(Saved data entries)
|---|

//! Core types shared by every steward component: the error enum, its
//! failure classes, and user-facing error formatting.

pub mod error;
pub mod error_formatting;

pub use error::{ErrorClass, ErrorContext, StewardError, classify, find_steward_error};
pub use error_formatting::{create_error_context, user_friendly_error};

|---|

#### What you are asked to do:
Transcribe all of the entries without altering anything.

#### Output of the task:
//! Core types shared by every steward component: the error enum, its
//! failure classes, and user-facing error formatting.

pub mod error;
pub mod error_formatting;

pub use error::{ErrorClass, ErrorContext, StewardError, classify, find_steward_error};
pub use error_formatting::{create_error_context, user_friendly_error};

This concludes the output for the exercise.